● **TASK DESCRIPTION**: Copy out, from the data, each line containing the string "enum".

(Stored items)
//! # Error Handling
//!
//! This module defines the centralized error handling mechanism for the
//! `idempatch` library. It uses the `thiserror` library to create a small
//! `Error` enum covering the failure modes the core can actually hit,
//! providing clear and descriptive error messages.
//!
//! The merge engine itself is a total function and never fails for
//! well-formed patch specs; the only fallible surfaces are:
//!
//! - Parsing markup text into a [`crate::dom::Document`].
//! - Compiling a step pattern (a malformed regular expression is a
//!   configuration error in the calling configurator and is surfaced
//!   immediately, never retried).
//!
//! A pattern that compiles but does not match is *not* an error: text
//! patch primitives report that as a normal `false` outcome consumed by
//! pipeline gating logic.

use thiserror::Error;

/// Main error type for idempatch operations
#[derive(Error, Debug)]
pub enum Error {
    /// The markup text could not be parsed into a document tree.
    ///
    /// Includes the 1-based line and column of the offending input.
    #[error("Markup parsing error at line {line}, column {column}: {message}")]
    Parse {
        message: String,
        line: usize,
        column: usize,
    },

    /// A step pattern failed to compile, wrapped from `regex::Error`.
    #[error("Invalid step pattern: {0}")]
    Pattern(#[from] regex::Error),
}

/// A convenient type alias for `Result<T, Error>`.
pub type Result<T> = std::result::Result<T, Error>;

● **FINISHED TASK**:
//! `Error` enum covering the failure modes the core can actually hit,
pub enum Error {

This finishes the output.